(Extracted data)

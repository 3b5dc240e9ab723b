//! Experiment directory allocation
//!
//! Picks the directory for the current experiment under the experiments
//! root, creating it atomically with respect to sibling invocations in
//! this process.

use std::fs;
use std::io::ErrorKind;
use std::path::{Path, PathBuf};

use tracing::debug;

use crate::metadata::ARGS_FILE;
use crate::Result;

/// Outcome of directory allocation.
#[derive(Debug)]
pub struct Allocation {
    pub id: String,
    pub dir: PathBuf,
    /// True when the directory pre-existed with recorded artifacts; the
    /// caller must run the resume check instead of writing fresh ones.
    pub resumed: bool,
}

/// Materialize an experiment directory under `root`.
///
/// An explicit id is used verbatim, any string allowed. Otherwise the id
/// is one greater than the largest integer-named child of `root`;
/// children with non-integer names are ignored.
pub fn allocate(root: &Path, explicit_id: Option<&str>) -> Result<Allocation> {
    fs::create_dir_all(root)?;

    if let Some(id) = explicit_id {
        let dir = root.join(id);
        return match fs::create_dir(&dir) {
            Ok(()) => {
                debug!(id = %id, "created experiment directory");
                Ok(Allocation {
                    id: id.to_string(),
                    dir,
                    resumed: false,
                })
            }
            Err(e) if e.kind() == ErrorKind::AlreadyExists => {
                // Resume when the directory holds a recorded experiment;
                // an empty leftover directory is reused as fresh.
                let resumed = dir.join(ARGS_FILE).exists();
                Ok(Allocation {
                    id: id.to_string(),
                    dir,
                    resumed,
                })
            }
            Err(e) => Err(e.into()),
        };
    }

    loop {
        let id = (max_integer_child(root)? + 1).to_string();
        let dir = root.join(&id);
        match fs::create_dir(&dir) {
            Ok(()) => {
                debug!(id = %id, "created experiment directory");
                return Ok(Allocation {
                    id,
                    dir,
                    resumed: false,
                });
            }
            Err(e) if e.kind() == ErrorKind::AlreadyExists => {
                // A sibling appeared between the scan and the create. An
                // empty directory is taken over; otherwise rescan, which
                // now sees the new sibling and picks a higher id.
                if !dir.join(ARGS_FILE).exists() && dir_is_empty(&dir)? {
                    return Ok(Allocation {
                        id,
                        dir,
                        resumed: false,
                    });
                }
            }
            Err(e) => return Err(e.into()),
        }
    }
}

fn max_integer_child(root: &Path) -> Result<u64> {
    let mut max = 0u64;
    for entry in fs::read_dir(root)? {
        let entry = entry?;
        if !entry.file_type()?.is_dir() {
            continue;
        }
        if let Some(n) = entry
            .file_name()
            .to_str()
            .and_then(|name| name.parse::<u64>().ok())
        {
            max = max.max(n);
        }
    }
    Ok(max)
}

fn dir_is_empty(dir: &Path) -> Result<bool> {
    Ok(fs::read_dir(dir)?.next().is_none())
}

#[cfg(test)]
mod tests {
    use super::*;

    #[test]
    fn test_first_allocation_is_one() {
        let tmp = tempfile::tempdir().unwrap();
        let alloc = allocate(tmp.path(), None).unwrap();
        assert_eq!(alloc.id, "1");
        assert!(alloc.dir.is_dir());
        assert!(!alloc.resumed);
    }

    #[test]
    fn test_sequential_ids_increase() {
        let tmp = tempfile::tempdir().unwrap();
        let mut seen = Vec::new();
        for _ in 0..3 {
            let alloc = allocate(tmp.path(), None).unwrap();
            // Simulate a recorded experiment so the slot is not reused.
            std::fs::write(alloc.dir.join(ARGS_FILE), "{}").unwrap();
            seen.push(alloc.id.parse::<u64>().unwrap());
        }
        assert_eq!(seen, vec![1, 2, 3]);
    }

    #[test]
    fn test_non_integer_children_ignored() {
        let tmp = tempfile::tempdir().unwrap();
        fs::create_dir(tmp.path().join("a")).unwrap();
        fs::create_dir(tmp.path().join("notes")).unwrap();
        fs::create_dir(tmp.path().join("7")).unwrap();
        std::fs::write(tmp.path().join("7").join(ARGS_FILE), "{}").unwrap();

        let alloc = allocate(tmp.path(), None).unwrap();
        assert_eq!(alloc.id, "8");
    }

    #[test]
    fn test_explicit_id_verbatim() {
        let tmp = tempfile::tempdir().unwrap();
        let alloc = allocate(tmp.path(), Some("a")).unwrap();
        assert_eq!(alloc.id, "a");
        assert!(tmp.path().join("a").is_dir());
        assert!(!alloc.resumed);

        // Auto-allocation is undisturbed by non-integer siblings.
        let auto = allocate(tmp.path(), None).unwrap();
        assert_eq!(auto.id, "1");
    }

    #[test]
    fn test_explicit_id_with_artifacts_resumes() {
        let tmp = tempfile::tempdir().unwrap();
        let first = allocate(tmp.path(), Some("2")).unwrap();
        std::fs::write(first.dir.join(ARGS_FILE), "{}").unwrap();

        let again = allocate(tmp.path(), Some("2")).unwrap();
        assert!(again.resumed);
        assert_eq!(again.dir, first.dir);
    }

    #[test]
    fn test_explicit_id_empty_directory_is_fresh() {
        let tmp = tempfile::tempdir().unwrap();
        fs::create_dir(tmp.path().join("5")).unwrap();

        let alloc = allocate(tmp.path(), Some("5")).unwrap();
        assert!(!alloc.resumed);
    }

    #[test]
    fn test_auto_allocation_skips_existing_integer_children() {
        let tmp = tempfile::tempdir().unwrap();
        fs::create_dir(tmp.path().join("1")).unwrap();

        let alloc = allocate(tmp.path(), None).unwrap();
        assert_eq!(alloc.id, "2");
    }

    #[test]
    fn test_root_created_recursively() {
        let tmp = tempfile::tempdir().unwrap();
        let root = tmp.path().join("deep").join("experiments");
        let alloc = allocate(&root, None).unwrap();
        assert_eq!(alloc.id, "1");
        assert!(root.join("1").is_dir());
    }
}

(End Extracted data)
(Extracted data)

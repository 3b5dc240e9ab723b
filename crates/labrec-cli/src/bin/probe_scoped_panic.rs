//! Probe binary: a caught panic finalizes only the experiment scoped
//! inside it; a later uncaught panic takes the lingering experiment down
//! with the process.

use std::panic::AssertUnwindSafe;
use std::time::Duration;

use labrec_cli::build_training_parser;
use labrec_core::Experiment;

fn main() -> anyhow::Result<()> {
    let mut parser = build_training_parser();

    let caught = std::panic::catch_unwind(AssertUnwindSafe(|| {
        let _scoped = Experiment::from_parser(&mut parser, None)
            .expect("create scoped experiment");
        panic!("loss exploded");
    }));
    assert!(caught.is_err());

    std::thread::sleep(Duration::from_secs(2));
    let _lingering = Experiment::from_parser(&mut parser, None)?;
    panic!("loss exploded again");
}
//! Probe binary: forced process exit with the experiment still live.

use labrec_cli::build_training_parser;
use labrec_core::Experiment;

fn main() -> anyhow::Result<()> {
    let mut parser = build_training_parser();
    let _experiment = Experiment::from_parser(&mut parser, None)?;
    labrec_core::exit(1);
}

(End Extracted data)

■ Task to carry out ■
Among the entries, how many lines carry "recorded"? Reply with a number and nothing else.

■ Result for this exercise ■
3